HPH256 : What makes a well designed MVHR system? – with Tom Heywood
Tom Heywood from Green Building Store explains why we need mechanical ventilation with heat recovery in high performance homes and why it needs to be well designed.
Interview with Tom Heywood
Tom studied architectural technology at university and was disappointed not to have been taught anything there about efficient building. So when it came to doing his dissertation he wanted to do something different, and decided to write it on Passivhaus principles.
Tom is now the MVHR design manager at the Green Building Store.
Airtight buildings need mechanical ventilation
Natural ventilation tends to be unreliable. The supply levels might depend on how windy it is, with areas of the building in the path of the wind receiving more than elsewhere. There isn't a way of delivering a particular amount according to the requirements of a specific area.
With the increased ability to make buildings more airtight, comes the reduction of natural ventilation through trickle vents and leaky building fabric. At this point mechanical ventilation is required to provide enough fresh air to keep CO2 levels down and prevent dangerous build-ups of volatile organic compounds and other indoor pollutants.

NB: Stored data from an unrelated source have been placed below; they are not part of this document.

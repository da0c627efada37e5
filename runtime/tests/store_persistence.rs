//! Integration tests for Store loading, write-back, and subscriptions
//!
//! Uses a small notes feature: an append-only list that is persisted and a
//! selection that is not.

#![allow(clippy::unwrap_used, clippy::expect_used, clippy::panic)] // Test code can use unwrap/expect/panic

use reducible_core::environment::IdGenerator;
use reducible_core::reducer::Reducer;
use reducible_core::storage::Storage;
use reducible_core::Uuid;
use reducible_macros::{Action, State};
use reducible_runtime::{FileStorage, MemoryStorage, Store, StoreConfig, StoreError};
use reducible_testing::{FailingStorage, SequentialIds, init_test_tracing, test_ids};
use serde::{Deserialize, Serialize};
use std::sync::Arc;
use tokio::sync::broadcast::error::TryRecvError;

// ============================================================================
// Test Fixtures
// ============================================================================

#[derive(Clone, Debug, PartialEq, Serialize, Deserialize)]
struct Note {
    id: Uuid,
    text: String,
}

#[derive(State, Clone, Debug, Default, PartialEq)]
struct NotesState {
    #[persist]
    notes: Vec<Note>,
    selected: Option<usize>,
}

#[derive(Action, Clone, Debug)]
enum NotesAction {
    Append(String),
    #[transient]
    Select(usize),
}

struct NotesReducer;

impl Reducer for NotesReducer {
    type State = NotesState;
    type Action = NotesAction;
    type Environment = SequentialIds;

    fn reduce(&self, state: &NotesState, action: NotesAction, env: &SequentialIds) -> NotesState {
        match action {
            NotesAction::Append(text) => {
                let mut notes = state.notes.clone();
                notes.push(Note {
                    id: env.next_id(),
                    text,
                });
                NotesState {
                    notes,
                    ..state.clone()
                }
            },
            NotesAction::Select(index) => NotesState {
                selected: Some(index),
                ..state.clone()
            },
        }
    }
}

type NotesStore = Store<NotesState, NotesAction, SequentialIds, NotesReducer>;

const KEY: &str = "notes";

fn notes_store(storage: Arc<dyn Storage>) -> NotesStore {
    init_test_tracing();
    Store::with_config(
        NotesState::default(),
        NotesReducer,
        test_ids(),
        storage,
        StoreConfig::new(KEY),
    )
}

fn stored_notes(text: &[&str]) -> String {
    let notes: Vec<Note> = text
        .iter()
        .enumerate()
        .map(|(i, t)| Note {
            id: SequentialIds::nth(100 + i as u64),
            text: (*t).to_string(),
        })
        .collect();
    serde_json::to_string(&notes).unwrap()
}

// ============================================================================
// Initialize
// ============================================================================

#[test]
fn empty_slot_starts_from_seed() {
    let store = notes_store(Arc::new(MemoryStorage::new()));
    assert_eq!(*store.snapshot(), NotesState::default());
}

#[test]
fn persisted_snapshot_is_restored_into_seed() {
    init_test_tracing();
    let storage = Arc::new(MemoryStorage::new().with_entry(KEY, stored_notes(&["a", "b"])));
    let seed = NotesState {
        notes: Vec::new(),
        selected: Some(7),
    };

    let store = Store::with_config(seed, NotesReducer, test_ids(), storage, StoreConfig::new(KEY));

    store.state(|s| {
        assert_eq!(s.notes.len(), 2);
        assert_eq!(s.notes[0].text, "a");
        assert_eq!(s.notes[1].text, "b");
        assert_eq!(s.selected, Some(7));
    });
}

#[test]
fn corrupt_snapshot_falls_back_to_seed() {
    let store = notes_store(Arc::new(MemoryStorage::new().with_entry(KEY, "[{\"id\": oops")));
    assert!(store.state(|s| s.notes.is_empty()));
}

#[test]
fn wrong_shape_falls_back_to_seed() {
    let store = notes_store(Arc::new(MemoryStorage::new().with_entry(KEY, r#"{"notes": 3}"#)));
    assert!(store.state(|s| s.notes.is_empty()));
}

#[test]
fn empty_blob_is_treated_as_missing() {
    let store = notes_store(Arc::new(MemoryStorage::new().with_entry(KEY, "")));
    assert!(store.state(|s| s.notes.is_empty()));
}

#[test]
fn unreadable_storage_falls_back_to_seed() {
    let storage = Arc::new(
        FailingStorage::new()
            .with_entry(KEY, stored_notes(&["hidden"]))
            .failing_reads(),
    );
    let store = notes_store(storage);
    assert!(store.state(|s| s.notes.is_empty()));
}

// ============================================================================
// Dispatch and write-back
// ============================================================================

#[test]
fn dispatch_writes_back_full_state() {
    let storage = Arc::new(MemoryStorage::new());
    let store = notes_store(storage.clone());

    store.dispatch(NotesAction::Append("first".to_string()));
    store.dispatch(NotesAction::Append("second".to_string()));

    let blob = storage.get(KEY).unwrap().expect("slot written");
    let saved: Vec<Note> = serde_json::from_str(&blob).unwrap();
    assert_eq!(saved, store.state(|s| s.notes.clone()));
    assert_eq!(saved[0].id, SequentialIds::nth(1));
    assert_eq!(saved[1].id, SequentialIds::nth(2));
}

#[test]
fn transient_actions_skip_write_back() {
    let storage = Arc::new(FailingStorage::new());
    let store = notes_store(storage.clone());

    store.dispatch(NotesAction::Select(3));

    assert_eq!(storage.write_attempts(), 0);
    assert_eq!(store.state(|s| s.selected), Some(3));
}

#[test]
fn write_failures_keep_in_memory_state() {
    let storage = Arc::new(FailingStorage::new().failing_writes());
    let store = notes_store(storage.clone());

    store.dispatch(NotesAction::Append("kept".to_string()));

    assert_eq!(storage.write_attempts(), 1);
    assert_eq!(storage.peek(KEY), None);
    assert_eq!(store.state(|s| s.notes.len()), 1);
}

#[test]
fn next_successful_write_supersedes_lost_one() {
    let storage = Arc::new(FailingStorage::new().failing_writes());
    let store = notes_store(storage.clone());

    store.dispatch(NotesAction::Append("lost".to_string()));
    storage.set_fail_writes(false);
    store.dispatch(NotesAction::Append("recovered".to_string()));

    let saved: Vec<Note> = serde_json::from_str(&storage.peek(KEY).unwrap()).unwrap();
    let text: Vec<_> = saved.iter().map(|n| n.text.as_str()).collect();
    assert_eq!(text, ["lost", "recovered"]);
}

#[test]
fn persist_now_reports_failures() {
    let storage = Arc::new(FailingStorage::new().failing_writes());
    let store = notes_store(storage);

    let err = store.persist_now().unwrap_err();
    assert!(matches!(err, StoreError::Storage(_)));
}

#[test]
fn persist_now_writes_untouched_seed() {
    init_test_tracing();
    let storage = Arc::new(MemoryStorage::new());
    let seed = NotesState {
        notes: vec![Note {
            id: SequentialIds::nth(42),
            text: "seeded".to_string(),
        }],
        selected: None,
    };
    let store = Store::with_config(
        seed,
        NotesReducer,
        test_ids(),
        storage.clone(),
        StoreConfig::new(KEY),
    );

    store.persist_now().unwrap();

    assert!(storage.get(KEY).unwrap().unwrap().contains("seeded"));
}

#[test]
fn previous_snapshot_is_never_mutated() {
    let store = notes_store(Arc::new(MemoryStorage::new()));
    store.dispatch(NotesAction::Append("one".to_string()));
    let before = store.snapshot();

    store.dispatch(NotesAction::Append("two".to_string()));

    assert_eq!(before.notes.len(), 1);
    assert_eq!(store.snapshot().notes.len(), 2);
}

#[test]
fn file_storage_survives_restart() {
    let dir = tempfile::tempdir().unwrap();

    {
        let store = notes_store(Arc::new(FileStorage::new(dir.path())));
        store.dispatch(NotesAction::Append("durable".to_string()));
        store.dispatch(NotesAction::Select(0));
    }

    let reopened = notes_store(Arc::new(FileStorage::new(dir.path())));
    reopened.state(|s| {
        assert_eq!(s.notes.len(), 1);
        assert_eq!(s.notes[0].text, "durable");
        assert_eq!(s.selected, None);
    });
}

// ============================================================================
// Subscriptions
// ============================================================================

#[test]
fn subscribers_receive_each_snapshot_in_order() {
    let store = notes_store(Arc::new(MemoryStorage::new()));
    let mut updates = store.subscribe();

    store.dispatch(NotesAction::Append("a".to_string()));
    store.dispatch(NotesAction::Select(0));

    let first = updates.try_recv().unwrap();
    assert_eq!(first.notes.len(), 1);
    assert_eq!(first.selected, None);

    let second = updates.try_recv().unwrap();
    assert_eq!(second.selected, Some(0));

    assert!(matches!(updates.try_recv(), Err(TryRecvError::Empty)));
}

#[test]
fn dispatch_without_subscribers_is_fine() {
    let store = notes_store(Arc::new(MemoryStorage::new()));
    store.dispatch(NotesAction::Append("alone".to_string()));
    assert_eq!(store.state(|s| s.notes.len()), 1);
}

#[test]
fn lagging_subscriber_skips_to_buffered_snapshots() {
    init_test_tracing();
    let store = Store::with_config(
        NotesState::default(),
        NotesReducer,
        test_ids(),
        Arc::new(MemoryStorage::new()),
        StoreConfig::new(KEY).with_broadcast_capacity(2),
    );
    let mut updates = store.subscribe();

    for i in 0..5 {
        store.dispatch(NotesAction::Append(format!("n{i}")));
    }

    assert!(matches!(updates.try_recv(), Err(TryRecvError::Lagged(3))));
    assert_eq!(updates.try_recv().unwrap().notes.len(), 4);
    assert_eq!(updates.try_recv().unwrap().notes.len(), 5);
}

#[test]
fn store_reports_storage_key() {
    let store = notes_store(Arc::new(MemoryStorage::new()));
    assert_eq!(store.storage_key(), KEY);
}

With a properly commissioned MVHR and an airtight envelope, you can deliver the right amount of fresh air to different spaces, ie more for a double bedroom than a single. The MVHR unit will also extract as much heat as it can from the exhaust air which will in turn drive down the heating load.
Tom suggests that, as a rough guide, when you get to less than five air changes per hour, that's when you should start introducing some form of mechanical ventilation, such as Mechanical Extract Ventilation (which is just extracting, not supplying or recovering any heat).
Once you get down to three air changes per hour an MVHR starts to make sense, because then there's not as much cooling going on with natural ventilation coming in.
The MVHR supplies clean, fresh air
An MVHR unit has two fans – a supply and an extract, and a heat exchanger. Stale, moist air (such as is produced in bathrooms, kitchens and utility rooms) is extracted and goes back to the heat exchanger, which is where the fans are.
The heat is transferred to the incoming fresh air that is then supplied to the habitable rooms, such as the bedrooms and living areas. The air is also filtered, ensuring a clean, fresh air supply to the rooms.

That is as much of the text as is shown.